**TASK DETAILS:** Where does the word "current" show up in the data? Please find each such line and copy it.

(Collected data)
* * *

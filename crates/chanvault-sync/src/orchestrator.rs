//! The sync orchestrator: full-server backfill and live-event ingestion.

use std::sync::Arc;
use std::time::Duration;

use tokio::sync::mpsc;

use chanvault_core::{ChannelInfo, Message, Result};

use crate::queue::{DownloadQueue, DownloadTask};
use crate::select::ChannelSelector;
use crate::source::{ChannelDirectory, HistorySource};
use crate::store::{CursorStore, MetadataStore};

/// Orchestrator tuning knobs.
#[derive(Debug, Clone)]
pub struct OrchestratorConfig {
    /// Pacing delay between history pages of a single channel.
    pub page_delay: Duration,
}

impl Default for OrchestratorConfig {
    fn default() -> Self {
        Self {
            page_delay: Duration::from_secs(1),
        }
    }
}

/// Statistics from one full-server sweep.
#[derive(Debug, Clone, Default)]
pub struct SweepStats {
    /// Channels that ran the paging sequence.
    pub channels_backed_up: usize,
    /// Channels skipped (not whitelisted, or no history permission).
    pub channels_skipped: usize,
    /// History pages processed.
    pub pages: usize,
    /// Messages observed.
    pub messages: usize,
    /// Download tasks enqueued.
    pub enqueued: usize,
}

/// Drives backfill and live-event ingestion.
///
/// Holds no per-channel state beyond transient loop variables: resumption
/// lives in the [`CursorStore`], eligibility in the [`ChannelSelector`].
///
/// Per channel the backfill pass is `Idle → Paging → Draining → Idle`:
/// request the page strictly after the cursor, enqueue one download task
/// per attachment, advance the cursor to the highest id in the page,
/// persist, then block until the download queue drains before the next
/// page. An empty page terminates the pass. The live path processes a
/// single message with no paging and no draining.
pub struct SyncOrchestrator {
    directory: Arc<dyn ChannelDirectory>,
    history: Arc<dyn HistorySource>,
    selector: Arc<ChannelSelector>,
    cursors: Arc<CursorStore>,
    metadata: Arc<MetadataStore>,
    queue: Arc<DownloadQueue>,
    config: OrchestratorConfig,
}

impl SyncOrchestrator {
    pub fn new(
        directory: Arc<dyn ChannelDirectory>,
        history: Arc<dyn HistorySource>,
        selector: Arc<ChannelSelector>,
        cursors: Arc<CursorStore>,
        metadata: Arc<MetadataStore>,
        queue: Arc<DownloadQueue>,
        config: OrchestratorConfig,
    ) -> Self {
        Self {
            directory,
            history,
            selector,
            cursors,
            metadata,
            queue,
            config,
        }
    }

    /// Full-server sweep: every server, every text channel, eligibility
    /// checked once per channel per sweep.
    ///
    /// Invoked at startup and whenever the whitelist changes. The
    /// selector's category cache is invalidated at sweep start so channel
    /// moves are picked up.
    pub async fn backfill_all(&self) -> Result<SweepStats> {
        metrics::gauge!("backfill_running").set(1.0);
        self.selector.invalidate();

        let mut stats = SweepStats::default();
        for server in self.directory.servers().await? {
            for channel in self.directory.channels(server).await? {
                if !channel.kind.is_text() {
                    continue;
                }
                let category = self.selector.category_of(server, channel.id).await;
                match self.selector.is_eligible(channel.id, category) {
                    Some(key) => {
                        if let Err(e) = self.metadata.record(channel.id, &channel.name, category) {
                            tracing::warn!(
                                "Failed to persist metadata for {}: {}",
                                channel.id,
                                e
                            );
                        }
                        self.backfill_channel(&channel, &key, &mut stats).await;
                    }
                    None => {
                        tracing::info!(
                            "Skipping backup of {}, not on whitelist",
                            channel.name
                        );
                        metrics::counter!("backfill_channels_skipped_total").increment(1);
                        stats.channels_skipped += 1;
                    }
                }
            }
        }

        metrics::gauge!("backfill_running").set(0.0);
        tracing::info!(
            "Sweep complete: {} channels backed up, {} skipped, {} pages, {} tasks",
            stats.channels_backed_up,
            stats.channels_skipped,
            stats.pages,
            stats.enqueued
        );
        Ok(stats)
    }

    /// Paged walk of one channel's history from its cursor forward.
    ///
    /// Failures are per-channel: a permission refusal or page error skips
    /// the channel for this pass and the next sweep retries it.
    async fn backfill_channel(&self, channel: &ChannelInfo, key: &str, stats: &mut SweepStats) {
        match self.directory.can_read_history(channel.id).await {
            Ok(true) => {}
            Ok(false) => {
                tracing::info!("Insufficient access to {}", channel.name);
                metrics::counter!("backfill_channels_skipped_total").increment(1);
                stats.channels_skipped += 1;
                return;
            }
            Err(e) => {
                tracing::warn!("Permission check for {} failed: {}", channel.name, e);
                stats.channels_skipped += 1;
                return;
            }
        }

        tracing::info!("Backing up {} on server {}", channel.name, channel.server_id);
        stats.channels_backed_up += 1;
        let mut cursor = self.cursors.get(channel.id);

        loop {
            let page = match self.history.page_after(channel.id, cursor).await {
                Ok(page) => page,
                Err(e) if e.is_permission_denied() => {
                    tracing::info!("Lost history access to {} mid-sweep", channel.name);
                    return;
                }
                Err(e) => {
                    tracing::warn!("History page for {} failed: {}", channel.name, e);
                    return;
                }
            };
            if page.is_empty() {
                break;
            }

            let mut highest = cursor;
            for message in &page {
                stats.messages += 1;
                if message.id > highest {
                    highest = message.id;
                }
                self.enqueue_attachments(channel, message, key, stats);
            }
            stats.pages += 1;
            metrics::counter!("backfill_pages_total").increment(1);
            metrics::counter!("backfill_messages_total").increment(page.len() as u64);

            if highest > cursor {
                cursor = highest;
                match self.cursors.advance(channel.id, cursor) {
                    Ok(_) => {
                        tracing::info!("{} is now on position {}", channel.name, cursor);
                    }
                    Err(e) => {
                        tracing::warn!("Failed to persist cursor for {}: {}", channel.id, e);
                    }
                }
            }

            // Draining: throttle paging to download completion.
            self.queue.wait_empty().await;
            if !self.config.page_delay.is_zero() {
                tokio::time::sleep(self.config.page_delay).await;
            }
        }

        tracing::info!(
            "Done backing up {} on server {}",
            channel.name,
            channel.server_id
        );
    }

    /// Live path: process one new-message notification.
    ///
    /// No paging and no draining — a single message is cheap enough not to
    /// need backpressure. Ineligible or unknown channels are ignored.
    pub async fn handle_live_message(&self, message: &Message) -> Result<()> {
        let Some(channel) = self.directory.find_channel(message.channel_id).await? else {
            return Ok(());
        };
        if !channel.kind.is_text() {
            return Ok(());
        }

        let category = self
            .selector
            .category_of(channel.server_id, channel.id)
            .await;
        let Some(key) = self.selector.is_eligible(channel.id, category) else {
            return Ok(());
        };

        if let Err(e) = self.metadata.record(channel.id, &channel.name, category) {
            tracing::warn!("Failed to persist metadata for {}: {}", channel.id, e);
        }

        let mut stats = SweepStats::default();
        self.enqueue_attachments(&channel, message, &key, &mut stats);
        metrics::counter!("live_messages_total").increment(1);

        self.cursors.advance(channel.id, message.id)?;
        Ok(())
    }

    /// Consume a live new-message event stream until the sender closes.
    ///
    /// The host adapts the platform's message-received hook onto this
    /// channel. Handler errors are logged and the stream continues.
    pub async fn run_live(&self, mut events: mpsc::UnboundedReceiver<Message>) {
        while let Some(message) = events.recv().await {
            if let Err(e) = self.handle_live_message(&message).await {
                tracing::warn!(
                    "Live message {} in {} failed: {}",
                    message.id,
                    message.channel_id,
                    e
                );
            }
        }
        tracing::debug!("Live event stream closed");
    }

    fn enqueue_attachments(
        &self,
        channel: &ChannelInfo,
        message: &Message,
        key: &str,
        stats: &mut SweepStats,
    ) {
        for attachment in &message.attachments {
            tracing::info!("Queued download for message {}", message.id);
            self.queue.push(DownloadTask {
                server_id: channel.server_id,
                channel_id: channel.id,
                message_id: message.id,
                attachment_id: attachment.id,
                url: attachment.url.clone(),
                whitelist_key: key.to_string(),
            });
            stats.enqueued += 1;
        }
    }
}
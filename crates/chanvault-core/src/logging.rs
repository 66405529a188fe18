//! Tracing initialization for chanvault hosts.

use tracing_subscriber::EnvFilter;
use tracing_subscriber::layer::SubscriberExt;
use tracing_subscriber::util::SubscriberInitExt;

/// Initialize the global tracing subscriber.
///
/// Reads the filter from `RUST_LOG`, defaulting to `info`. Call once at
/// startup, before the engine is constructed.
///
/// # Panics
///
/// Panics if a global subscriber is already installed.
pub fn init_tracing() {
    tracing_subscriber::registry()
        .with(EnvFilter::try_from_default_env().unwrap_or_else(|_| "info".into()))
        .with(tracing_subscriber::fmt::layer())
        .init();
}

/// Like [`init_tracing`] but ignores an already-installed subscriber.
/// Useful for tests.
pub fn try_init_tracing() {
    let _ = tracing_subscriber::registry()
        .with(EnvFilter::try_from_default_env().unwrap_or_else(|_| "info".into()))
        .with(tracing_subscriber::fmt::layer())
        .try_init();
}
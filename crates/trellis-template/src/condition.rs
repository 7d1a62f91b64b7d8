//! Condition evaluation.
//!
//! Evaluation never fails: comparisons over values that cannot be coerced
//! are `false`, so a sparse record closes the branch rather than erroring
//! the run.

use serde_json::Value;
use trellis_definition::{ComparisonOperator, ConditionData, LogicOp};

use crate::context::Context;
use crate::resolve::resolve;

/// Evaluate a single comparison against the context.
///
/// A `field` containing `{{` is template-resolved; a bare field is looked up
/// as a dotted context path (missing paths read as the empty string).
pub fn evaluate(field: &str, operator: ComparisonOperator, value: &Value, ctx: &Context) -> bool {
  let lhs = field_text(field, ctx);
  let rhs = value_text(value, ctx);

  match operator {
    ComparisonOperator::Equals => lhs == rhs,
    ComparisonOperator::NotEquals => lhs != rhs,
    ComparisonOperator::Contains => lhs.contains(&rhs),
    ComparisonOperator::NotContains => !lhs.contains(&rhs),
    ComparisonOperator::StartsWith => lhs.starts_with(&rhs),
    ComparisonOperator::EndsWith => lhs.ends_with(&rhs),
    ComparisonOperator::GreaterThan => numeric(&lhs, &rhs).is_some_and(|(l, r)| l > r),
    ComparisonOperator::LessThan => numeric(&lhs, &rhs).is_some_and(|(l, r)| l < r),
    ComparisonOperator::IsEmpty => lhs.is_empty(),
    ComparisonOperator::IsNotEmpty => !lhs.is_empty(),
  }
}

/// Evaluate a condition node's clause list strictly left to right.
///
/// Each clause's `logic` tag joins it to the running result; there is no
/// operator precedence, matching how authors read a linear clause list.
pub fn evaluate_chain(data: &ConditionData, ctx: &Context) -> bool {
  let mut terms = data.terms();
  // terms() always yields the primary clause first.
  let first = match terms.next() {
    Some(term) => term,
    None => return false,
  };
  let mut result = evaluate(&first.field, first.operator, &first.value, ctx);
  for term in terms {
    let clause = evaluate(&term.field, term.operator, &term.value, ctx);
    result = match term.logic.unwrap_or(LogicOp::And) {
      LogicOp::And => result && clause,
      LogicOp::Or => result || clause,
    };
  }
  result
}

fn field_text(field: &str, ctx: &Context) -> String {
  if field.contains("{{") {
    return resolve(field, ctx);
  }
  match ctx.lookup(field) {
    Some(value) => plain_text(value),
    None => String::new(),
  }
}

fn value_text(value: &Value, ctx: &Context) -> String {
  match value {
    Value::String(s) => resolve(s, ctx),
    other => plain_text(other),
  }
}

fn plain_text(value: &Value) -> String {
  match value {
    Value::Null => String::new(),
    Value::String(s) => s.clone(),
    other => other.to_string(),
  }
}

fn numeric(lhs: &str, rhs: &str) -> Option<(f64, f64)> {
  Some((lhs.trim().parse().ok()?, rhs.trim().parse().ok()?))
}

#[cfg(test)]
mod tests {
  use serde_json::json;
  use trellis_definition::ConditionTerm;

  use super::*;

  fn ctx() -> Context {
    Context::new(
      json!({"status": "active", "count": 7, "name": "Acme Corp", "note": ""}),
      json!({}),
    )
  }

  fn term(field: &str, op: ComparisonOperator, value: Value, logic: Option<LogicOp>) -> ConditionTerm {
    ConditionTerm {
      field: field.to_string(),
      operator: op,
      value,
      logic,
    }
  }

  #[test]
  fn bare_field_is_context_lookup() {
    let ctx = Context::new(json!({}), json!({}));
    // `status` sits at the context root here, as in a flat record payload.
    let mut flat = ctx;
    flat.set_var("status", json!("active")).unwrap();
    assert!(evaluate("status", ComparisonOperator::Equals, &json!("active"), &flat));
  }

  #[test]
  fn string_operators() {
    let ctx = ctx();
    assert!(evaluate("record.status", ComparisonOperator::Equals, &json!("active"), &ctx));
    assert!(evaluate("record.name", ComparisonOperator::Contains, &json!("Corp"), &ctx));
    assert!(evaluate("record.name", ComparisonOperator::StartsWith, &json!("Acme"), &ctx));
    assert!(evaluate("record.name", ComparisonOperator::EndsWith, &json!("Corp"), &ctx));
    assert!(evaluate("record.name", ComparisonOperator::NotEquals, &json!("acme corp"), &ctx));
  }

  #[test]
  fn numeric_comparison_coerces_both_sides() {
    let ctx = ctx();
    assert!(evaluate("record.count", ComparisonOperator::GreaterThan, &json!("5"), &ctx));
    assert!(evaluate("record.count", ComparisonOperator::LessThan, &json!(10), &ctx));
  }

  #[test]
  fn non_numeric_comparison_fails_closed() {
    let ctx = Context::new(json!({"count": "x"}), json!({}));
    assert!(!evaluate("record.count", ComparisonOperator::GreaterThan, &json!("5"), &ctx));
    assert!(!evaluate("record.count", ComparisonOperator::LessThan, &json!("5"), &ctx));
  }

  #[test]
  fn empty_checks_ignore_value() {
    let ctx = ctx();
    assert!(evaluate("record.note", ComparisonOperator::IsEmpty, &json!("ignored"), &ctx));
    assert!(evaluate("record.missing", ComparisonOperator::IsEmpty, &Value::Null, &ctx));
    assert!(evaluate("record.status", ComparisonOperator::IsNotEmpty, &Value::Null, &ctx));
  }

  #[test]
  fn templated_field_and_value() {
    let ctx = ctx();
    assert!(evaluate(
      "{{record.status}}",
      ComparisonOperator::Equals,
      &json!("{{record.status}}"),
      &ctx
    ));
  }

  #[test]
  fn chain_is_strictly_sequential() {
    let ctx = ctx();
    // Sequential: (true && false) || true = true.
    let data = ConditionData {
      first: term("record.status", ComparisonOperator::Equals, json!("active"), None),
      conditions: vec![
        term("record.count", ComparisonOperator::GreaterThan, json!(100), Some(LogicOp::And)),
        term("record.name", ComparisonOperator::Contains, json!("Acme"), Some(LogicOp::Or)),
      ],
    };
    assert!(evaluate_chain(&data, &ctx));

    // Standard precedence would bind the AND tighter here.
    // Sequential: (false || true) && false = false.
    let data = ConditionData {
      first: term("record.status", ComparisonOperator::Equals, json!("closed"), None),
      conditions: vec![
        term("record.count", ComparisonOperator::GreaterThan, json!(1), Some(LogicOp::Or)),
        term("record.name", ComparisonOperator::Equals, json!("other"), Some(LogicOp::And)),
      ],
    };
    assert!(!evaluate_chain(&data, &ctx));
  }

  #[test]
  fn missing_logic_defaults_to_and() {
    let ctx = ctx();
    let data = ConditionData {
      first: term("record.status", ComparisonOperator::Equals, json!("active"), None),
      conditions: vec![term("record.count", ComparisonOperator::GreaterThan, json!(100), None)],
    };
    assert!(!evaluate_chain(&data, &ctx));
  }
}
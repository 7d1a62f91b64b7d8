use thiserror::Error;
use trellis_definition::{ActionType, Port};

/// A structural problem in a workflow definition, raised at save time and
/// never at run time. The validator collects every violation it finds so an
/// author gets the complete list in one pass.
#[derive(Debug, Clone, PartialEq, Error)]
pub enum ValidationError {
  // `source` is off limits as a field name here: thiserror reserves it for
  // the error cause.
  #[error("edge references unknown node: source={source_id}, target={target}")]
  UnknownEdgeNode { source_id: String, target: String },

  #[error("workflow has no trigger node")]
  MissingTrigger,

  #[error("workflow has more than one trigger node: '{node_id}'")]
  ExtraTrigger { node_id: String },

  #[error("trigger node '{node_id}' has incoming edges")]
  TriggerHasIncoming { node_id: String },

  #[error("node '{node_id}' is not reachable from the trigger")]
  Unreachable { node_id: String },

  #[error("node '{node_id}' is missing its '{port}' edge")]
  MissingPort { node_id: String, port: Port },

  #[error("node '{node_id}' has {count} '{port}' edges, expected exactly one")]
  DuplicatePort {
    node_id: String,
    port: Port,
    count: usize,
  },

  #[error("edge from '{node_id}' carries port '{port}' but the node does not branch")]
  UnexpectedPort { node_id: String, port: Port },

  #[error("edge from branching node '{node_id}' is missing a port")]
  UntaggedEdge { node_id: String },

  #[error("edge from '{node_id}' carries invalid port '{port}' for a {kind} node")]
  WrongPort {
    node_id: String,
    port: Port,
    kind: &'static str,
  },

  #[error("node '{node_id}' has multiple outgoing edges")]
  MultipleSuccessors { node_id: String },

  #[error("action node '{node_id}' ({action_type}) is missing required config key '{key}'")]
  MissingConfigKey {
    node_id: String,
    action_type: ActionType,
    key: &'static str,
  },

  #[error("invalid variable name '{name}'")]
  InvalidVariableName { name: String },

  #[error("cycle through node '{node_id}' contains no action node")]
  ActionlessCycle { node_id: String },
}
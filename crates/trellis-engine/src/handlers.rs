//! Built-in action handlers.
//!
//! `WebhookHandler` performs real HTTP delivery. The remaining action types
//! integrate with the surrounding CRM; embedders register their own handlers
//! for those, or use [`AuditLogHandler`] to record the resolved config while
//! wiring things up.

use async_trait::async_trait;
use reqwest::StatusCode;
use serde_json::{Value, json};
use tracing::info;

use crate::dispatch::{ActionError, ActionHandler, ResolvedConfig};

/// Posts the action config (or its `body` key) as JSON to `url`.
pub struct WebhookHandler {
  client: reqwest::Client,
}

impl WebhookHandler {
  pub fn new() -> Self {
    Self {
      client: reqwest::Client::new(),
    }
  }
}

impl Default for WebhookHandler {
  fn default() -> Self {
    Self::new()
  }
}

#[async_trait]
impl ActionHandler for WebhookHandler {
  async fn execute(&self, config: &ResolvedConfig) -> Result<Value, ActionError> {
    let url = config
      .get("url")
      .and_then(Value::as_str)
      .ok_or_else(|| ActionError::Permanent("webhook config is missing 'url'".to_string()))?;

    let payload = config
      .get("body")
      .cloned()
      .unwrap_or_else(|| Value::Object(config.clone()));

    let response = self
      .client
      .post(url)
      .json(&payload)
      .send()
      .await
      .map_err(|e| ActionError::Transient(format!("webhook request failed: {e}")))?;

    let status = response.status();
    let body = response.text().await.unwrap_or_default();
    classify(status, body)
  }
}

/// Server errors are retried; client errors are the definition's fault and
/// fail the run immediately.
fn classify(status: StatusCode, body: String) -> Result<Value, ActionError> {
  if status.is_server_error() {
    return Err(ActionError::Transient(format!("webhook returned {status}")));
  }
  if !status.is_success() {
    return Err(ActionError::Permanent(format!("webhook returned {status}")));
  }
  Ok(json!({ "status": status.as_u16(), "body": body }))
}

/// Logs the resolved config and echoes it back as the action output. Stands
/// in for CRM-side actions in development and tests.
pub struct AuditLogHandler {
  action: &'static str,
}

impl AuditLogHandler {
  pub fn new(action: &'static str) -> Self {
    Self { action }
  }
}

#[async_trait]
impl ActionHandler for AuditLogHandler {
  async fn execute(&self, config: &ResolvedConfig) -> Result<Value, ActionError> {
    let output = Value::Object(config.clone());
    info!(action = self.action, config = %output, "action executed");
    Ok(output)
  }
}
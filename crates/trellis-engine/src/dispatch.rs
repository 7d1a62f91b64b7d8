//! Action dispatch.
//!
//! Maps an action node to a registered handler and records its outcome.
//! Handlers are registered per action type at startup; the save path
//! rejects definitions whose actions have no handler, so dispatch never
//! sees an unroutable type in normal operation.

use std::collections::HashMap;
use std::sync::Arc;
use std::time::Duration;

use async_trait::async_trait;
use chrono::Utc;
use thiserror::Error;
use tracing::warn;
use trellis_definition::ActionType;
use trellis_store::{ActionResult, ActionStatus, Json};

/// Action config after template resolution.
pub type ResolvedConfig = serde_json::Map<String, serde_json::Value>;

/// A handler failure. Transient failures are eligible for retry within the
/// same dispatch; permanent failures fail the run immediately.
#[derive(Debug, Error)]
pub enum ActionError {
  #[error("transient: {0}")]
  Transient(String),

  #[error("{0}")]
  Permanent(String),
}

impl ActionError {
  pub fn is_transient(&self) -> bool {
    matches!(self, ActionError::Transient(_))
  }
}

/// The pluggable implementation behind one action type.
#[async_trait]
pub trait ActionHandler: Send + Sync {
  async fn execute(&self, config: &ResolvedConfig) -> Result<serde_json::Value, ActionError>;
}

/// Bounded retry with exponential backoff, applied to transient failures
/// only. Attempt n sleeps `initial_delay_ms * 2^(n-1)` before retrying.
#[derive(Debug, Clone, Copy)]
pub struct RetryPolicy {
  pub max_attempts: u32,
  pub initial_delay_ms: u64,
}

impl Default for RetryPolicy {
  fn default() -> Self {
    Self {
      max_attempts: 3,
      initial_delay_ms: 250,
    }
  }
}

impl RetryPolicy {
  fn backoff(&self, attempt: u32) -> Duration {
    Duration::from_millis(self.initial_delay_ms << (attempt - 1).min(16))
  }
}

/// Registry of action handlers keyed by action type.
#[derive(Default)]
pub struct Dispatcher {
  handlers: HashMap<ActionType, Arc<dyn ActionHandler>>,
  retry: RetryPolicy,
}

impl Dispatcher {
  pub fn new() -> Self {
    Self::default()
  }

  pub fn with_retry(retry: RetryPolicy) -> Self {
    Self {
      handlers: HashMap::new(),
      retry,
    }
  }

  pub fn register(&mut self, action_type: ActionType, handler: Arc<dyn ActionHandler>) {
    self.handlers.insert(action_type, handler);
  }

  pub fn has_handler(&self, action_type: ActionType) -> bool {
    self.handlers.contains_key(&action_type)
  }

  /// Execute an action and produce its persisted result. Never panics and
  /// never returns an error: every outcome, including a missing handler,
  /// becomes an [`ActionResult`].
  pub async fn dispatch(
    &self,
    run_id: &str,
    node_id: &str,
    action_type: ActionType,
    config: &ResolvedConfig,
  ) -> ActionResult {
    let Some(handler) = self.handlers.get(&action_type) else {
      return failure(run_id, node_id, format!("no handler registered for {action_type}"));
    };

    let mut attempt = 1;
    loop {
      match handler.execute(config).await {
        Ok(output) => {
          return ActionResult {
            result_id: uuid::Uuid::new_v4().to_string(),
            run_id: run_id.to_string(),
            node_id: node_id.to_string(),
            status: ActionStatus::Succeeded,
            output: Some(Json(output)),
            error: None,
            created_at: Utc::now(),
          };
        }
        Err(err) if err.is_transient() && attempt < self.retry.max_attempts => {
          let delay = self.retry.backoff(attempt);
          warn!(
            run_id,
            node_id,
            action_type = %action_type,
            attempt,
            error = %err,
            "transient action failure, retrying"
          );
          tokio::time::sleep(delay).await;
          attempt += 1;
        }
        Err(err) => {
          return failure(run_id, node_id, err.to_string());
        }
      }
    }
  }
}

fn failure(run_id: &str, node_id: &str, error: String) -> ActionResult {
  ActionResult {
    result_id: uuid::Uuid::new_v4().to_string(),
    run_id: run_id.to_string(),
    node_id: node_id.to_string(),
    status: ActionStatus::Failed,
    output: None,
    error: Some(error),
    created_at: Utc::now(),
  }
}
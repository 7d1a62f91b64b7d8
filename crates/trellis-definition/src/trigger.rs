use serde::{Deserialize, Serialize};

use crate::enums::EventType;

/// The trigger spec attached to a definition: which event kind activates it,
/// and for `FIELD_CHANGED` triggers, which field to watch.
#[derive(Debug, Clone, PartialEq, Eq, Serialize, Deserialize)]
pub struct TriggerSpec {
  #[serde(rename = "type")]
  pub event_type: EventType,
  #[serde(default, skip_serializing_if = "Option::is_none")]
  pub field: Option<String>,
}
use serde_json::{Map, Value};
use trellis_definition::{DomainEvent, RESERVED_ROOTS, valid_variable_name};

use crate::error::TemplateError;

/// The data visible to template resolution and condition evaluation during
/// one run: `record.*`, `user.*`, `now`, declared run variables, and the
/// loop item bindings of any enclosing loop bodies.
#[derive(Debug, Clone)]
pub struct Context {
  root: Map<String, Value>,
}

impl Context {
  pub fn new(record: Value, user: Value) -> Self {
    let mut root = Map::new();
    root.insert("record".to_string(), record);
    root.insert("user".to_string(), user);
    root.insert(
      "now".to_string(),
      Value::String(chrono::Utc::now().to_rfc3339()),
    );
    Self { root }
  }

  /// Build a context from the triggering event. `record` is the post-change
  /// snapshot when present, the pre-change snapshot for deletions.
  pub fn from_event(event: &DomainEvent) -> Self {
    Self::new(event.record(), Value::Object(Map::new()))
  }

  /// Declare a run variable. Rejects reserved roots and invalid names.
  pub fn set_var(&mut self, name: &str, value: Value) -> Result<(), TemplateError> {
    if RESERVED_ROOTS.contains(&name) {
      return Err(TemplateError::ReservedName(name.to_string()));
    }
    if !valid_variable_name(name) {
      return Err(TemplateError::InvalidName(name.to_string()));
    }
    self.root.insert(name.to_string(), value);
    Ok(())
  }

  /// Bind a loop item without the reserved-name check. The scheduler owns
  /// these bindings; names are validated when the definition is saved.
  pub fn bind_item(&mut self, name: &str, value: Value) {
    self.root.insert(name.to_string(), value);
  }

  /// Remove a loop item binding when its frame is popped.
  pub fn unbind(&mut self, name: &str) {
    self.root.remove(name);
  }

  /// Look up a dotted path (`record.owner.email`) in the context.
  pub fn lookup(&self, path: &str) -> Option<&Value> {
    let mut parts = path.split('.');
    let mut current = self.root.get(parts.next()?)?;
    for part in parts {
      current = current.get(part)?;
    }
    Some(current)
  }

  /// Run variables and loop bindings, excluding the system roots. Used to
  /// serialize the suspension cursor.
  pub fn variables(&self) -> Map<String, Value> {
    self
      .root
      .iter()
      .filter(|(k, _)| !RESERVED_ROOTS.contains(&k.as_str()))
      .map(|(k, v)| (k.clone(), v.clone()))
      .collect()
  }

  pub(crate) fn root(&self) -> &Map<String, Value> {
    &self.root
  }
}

* * *

**EXERCISE RESULT:**
    let mut current = self.root.get(parts.next()?)?;
      current = current.get(part)?;
    Some(current)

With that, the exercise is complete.